PEEK(60354 + 10) gives me 193, which is the PETSCII code for a playing card spades symbol in a box, which is what I would get on the Commodore if I typed in SHIFT-A.
A statement like IF PEEK(653) = 0 THEN A$ = CHR$(PEEK(60289 + PEEK(197))) shows how the lookup tables work.
Let’s take a look now at the keyboard buffer, which is ten bytes from 631-640 ($0277-$0280) that hold as yet unprocessed key presses. Zero page byte 198 ($C6) holds the number of entries in the buffer – from 0 to 10. The little program below lets you watch the keyboard buffer being filled in, including tracking the number of entries. When an input statement is encountered, the buffer is read in, and the number entries reset to zero. So run the program, and press keys while the loops are running. Be sure that your last key is a RETURN.
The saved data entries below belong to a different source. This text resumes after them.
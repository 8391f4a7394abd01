//! Payroll configuration model.
//!
//! A [`Payroll`] row is one version of a payroll's configuration. Versions of
//! the same payroll form a family linked backwards through
//! `parent_payroll_id`; `family_id` names the family's first version.

use chrono::{DateTime, NaiveDate, Utc};
use serde::{Deserialize, Serialize};
use uuid::Uuid;

use super::{PayrollCycle, PayrollDateType};

/// Operational status of a payroll.
#[derive(Debug, Clone, Copy, PartialEq, Eq, Default, Serialize, Deserialize)]
#[serde(rename_all = "snake_case")]
pub enum PayrollStatus {
    /// Being onboarded.
    #[default]
    Implementation,
    /// Running.
    Active,
    /// No longer processed.
    Inactive,
}

/// Position of a version in its family's lifecycle.
#[derive(Debug, Clone, Copy, PartialEq, Eq, Serialize, Deserialize)]
#[serde(rename_all = "snake_case")]
pub enum VersionState {
    /// Created but not yet activated.
    Draft,
    /// The single active version of the family.
    Current,
    /// Replaced by a newer version.
    Superseded,
}

/// The consultants responsible for a payroll.
#[derive(Debug, Clone, Copy, PartialEq, Eq, Default, Serialize, Deserialize)]
pub struct ConsultantTeam {
    /// Assigned to every generated date by default.
    #[serde(default)]
    pub primary: Option<Uuid>,
    /// Fallback when the primary is unavailable.
    #[serde(default)]
    pub backup: Option<Uuid>,
    /// Manager overseeing the payroll.
    #[serde(default)]
    pub manager: Option<Uuid>,
}

/// One version of a payroll configuration.
#[derive(Debug, Clone, PartialEq, Eq, Serialize, Deserialize)]
pub struct Payroll {
    /// Identity of this version.
    pub id: Uuid,
    /// Identity of the family's first version.
    pub family_id: Uuid,
    /// The client this payroll belongs to.
    pub client_id: Uuid,
    /// Display name.
    pub name: String,
    /// Recurrence pattern.
    pub cycle: PayrollCycle,
    /// How the date within a cycle is chosen.
    pub date_type: PayrollDateType,
    /// Parameter for the date type (day of month or ISO weekday).
    pub date_value: Option<u32>,
    /// Number of employees paid by this payroll.
    pub employee_count: Option<u32>,
    /// Responsible consultants.
    pub consultants: ConsultantTeam,
    /// Operational status.
    pub status: PayrollStatus,
    /// Lifecycle state of this version.
    pub version_state: VersionState,
    /// First day this version's schedule takes effect.
    pub go_live_date: NaiveDate,
    /// When this version was superseded; `None` unless superseded.
    pub superseded_date: Option<DateTime<Utc>>,
    /// Monotonic per family, starting at 1.
    pub version_number: u32,
    /// Why this version was created.
    pub version_reason: Option<String>,
    /// The version this one replaced.
    pub parent_payroll_id: Option<Uuid>,
    /// The actor who created this version.
    pub created_by_user_id: Uuid,
    /// When this version was created.
    pub created_at: DateTime<Utc>,
    /// Business days between processing and the EFT date.
    pub processing_days_before_eft: u32,
    /// Country whose holidays govern adjustment.
    pub holiday_country: String,
    /// Optional region within the country.
    pub holiday_region: Option<String>,
}

impl Payroll {
    /// Returns true if this is the family's active version.
    pub fn is_current(&self) -> bool {
        self.version_state == VersionState::Current
    }

    /// Returns true if this version is awaiting activation.
    pub fn is_draft(&self) -> bool {
        self.version_state == VersionState::Draft
    }

    /// Returns true if this version produces or assigns dates differently
    /// from `other`: a schedule field or the primary consultant differs.
    pub fn dates_differ_from(&self, other: &Payroll) -> bool {
        self.cycle != other.cycle
            || self.date_type != other.date_type
            || self.date_value != other.date_value
            || self.go_live_date != other.go_live_date
            || self.processing_days_before_eft != other.processing_days_before_eft
            || self.holiday_country != other.holiday_country
            || self.holiday_region != other.holiday_region
            || self.consultants.primary != other.consultants.primary
    }

    /// Builds the next version of this payroll with `changes` applied.
    ///
    /// The result is a draft: the caller decides whether it becomes current.
    pub fn next_version(
        &self,
        version_number: u32,
        changes: &PayrollChanges,
        reason: Option<String>,
        actor_id: Uuid,
        now: DateTime<Utc>,
    ) -> Payroll {
        let mut next = Payroll {
            id: Uuid::new_v4(),
            parent_payroll_id: Some(self.id),
            version_number,
            version_reason: reason,
            version_state: VersionState::Draft,
            superseded_date: None,
            created_by_user_id: actor_id,
            created_at: now,
            ..self.clone()
        };
        changes.apply_to(&mut next);
        next
    }
}

/// Input for creating a brand new payroll family.
#[derive(Debug, Clone, PartialEq, Eq, Serialize, Deserialize)]
pub struct NewPayroll {
    /// The client this payroll belongs to.
    pub client_id: Uuid,
    /// Display name.
    pub name: String,
    /// Recurrence pattern.
    pub cycle: PayrollCycle,
    /// How the date within a cycle is chosen.
    pub date_type: PayrollDateType,
    /// Parameter for the date type.
    #[serde(default)]
    pub date_value: Option<u32>,
    /// Number of employees paid by this payroll.
    #[serde(default)]
    pub employee_count: Option<u32>,
    /// Responsible consultants.
    #[serde(default)]
    pub consultants: ConsultantTeam,
    /// Operational status.
    #[serde(default)]
    pub status: PayrollStatus,
    /// First day the schedule takes effect.
    pub go_live_date: NaiveDate,
    /// Defaults to the configured value when absent.
    #[serde(default)]
    pub processing_days_before_eft: Option<u32>,
    /// Defaults to the configured country when absent.
    #[serde(default)]
    pub holiday_country: Option<String>,
    /// Optional region within the country.
    #[serde(default)]
    pub holiday_region: Option<String>,
}

/// Field changes for a new payroll version; `None` keeps the current value.
#[derive(Debug, Clone, PartialEq, Eq, Default, Serialize, Deserialize)]
#[serde(default)]
pub struct PayrollChanges {
    /// New display name.
    pub name: Option<String>,
    /// New recurrence pattern.
    pub cycle: Option<PayrollCycle>,
    /// New date type.
    pub date_type: Option<PayrollDateType>,
    /// New date value.
    pub date_value: Option<u32>,
    /// New employee count.
    pub employee_count: Option<u32>,
    /// New primary consultant.
    pub primary_consultant_id: Option<Uuid>,
    /// New backup consultant.
    pub backup_consultant_id: Option<Uuid>,
    /// New manager.
    pub manager_id: Option<Uuid>,
    /// New operational status.
    pub status: Option<PayrollStatus>,
    /// New go-live date.
    pub go_live_date: Option<NaiveDate>,
    /// New processing lead time.
    pub processing_days_before_eft: Option<u32>,
    /// New holiday country.
    pub holiday_country: Option<String>,
    /// New holiday region.
    pub holiday_region: Option<String>,
}

impl PayrollChanges {
    /// Returns true if any change alters which dates the payroll produces.
    ///
    /// # Example
    ///
    /// ```
    /// use payroll_engine::models::PayrollChanges;
    ///
    /// let changes = PayrollChanges { employee_count: Some(40), ..Default::default() };
    /// assert!(!changes.affects_schedule());
    ///
    /// let changes = PayrollChanges { date_value: Some(20), ..Default::default() };
    /// assert!(changes.affects_schedule());
    /// ```
    pub fn affects_schedule(&self) -> bool {
        self.cycle.is_some()
            || self.date_type.is_some()
            || self.date_value.is_some()
            || self.go_live_date.is_some()
            || self.processing_days_before_eft.is_some()
            || self.holiday_country.is_some()
            || self.holiday_region.is_some()
    }

    /// Returns true if a version with these changes must regenerate its
    /// future dates: the schedule or the default assignee changes.
    pub fn regenerates_dates(&self) -> bool {
        self.affects_schedule() || self.primary_consultant_id.is_some()
    }

    /// Overwrites the fields of `payroll` named by these changes.
    pub fn apply_to(&self, payroll: &mut Payroll) {
        if let Some(name) = &self.name {
            payroll.name = name.clone();
        }
        if let Some(cycle) = self.cycle {
            payroll.cycle = cycle;
        }
        if let Some(date_type) = self.date_type {
            payroll.date_type = date_type;
        }
        if self.date_value.is_some() {
            payroll.date_value = self.date_value;
        }
        if self.employee_count.is_some() {
            payroll.employee_count = self.employee_count;
        }
        if self.primary_consultant_id.is_some() {
            payroll.consultants.primary = self.primary_consultant_id;
        }
        if self.backup_consultant_id.is_some() {
            payroll.consultants.backup = self.backup_consultant_id;
        }
        if self.manager_id.is_some() {
            payroll.consultants.manager = self.manager_id;
        }
        if let Some(status) = self.status {
            payroll.status = status;
        }
        if let Some(go_live_date) = self.go_live_date {
            payroll.go_live_date = go_live_date;
        }
        if let Some(days) = self.processing_days_before_eft {
            payroll.processing_days_before_eft = days;
        }
        if let Some(country) = &self.holiday_country {
            payroll.holiday_country = country.clone();
        }
        if self.holiday_region.is_some() {
            payroll.holiday_region = self.holiday_region.clone();
        }
    }
}

#[cfg(test)]
mod tests {
    use super::*;

    fn sample_payroll() -> Payroll {
        let id = Uuid::new_v4();
        Payroll {
            id,
            family_id: id,
            client_id: Uuid::new_v4(),
            name: "Acme Monthly".to_string(),
            cycle: PayrollCycle::Monthly,
            date_type: PayrollDateType::FixedDate,
            date_value: Some(15),
            employee_count: Some(25),
            consultants: ConsultantTeam {
                primary: Some(Uuid::new_v4()),
                backup: None,
                manager: None,
            },
            status: PayrollStatus::Active,
            version_state: VersionState::Current,
            go_live_date: NaiveDate::from_ymd_opt(2025, 1, 1).unwrap(),
            superseded_date: None,
            version_number: 1,
            version_reason: None,
            parent_payroll_id: None,
            created_by_user_id: Uuid::new_v4(),
            created_at: Utc::now(),
            processing_days_before_eft: 2,
            holiday_country: "AU".to_string(),
            holiday_region: None,
        }
    }

    #[test]
    fn test_next_version_links_parent_and_copies_fields() {
        let current = sample_payroll();
        let actor = Uuid::new_v4();
        let changes = PayrollChanges {
            date_value: Some(20),
            ..Default::default()
        };

        let next = current.next_version(2, &changes, Some("move to 20th".into()), actor, Utc::now());

        assert_ne!(next.id, current.id);
        assert_eq!(next.family_id, current.family_id);
        assert_eq!(next.parent_payroll_id, Some(current.id));
        assert_eq!(next.version_number, 2);
        assert_eq!(next.date_value, Some(20));
        assert_eq!(next.name, current.name);
        assert_eq!(next.consultants, current.consultants);
        assert_eq!(next.version_state, VersionState::Draft);
        assert_eq!(next.created_by_user_id, actor);
    }

    #[test]
    fn test_apply_changes_replaces_primary_only() {
        let mut payroll = sample_payroll();
        let backup = Uuid::new_v4();
        payroll.consultants.backup = Some(backup);
        let new_primary = Uuid::new_v4();

        PayrollChanges {
            primary_consultant_id: Some(new_primary),
            ..Default::default()
        }
        .apply_to(&mut payroll);

        assert_eq!(payroll.consultants.primary, Some(new_primary));
        assert_eq!(payroll.consultants.backup, Some(backup));
    }

    #[test]
    fn test_consultant_change_does_not_affect_schedule() {
        let changes = PayrollChanges {
            primary_consultant_id: Some(Uuid::new_v4()),
            ..Default::default()
        };
        assert!(!changes.affects_schedule());
        assert!(changes.regenerates_dates());
    }

    #[test]
    fn test_metadata_changes_keep_dates() {
        let changes = PayrollChanges {
            name: Some("Renamed".to_string()),
            employee_count: Some(99),
            backup_consultant_id: Some(Uuid::new_v4()),
            ..Default::default()
        };
        assert!(!changes.regenerates_dates());

        let current = sample_payroll();
        let next = current.next_version(2, &changes, None, Uuid::new_v4(), Utc::now());
        assert!(!next.dates_differ_from(&current));

        let moved = current.next_version(
            2,
            &PayrollChanges {
                holiday_region: Some("VIC".to_string()),
                ..Default::default()
            },
            None,
            Uuid::new_v4(),
            Utc::now(),
        );
        assert!(moved.dates_differ_from(&current));
    }

    #[test]
    fn test_deserialize_partial_changes() {
        let json = r#"{"go_live_date": "2025-07-01", "cycle": "fortnightly"}"#;
        let changes: PayrollChanges = serde_json::from_str(json).unwrap();
        assert_eq!(changes.cycle, Some(PayrollCycle::Fortnightly));
        assert_eq!(
            changes.go_live_date,
            Some(NaiveDate::from_ymd_opt(2025, 7, 1).unwrap())
        );
        assert!(changes.name.is_none());
    }
}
100 FOR K = 1 TO 20 105 PRINT CHR$(147) 110 FOR J = 1 TO 5 120 FOR I = 631 TO 640 130 PRINT PEEK(I), 140 NEXT I 150 PRINT PEEK(198) : PRINT
160 NEXT J 170 NEXT K
Here is a kind of fun program that lists itself when run. It puts the characters “L”,”I”,”S”,”T” and RETURN into the buffer, and then the number of entries (5) into 198. When the program is finished, the buffer, including the RETURN, is read and processed by BASIC, and the program lists itself.:
That’s all for now. For a cultural dive into the 8-bit era, I recommend dusting off your copy of Orson Scott Card’s Ender’s Game – it’s a lot of fun.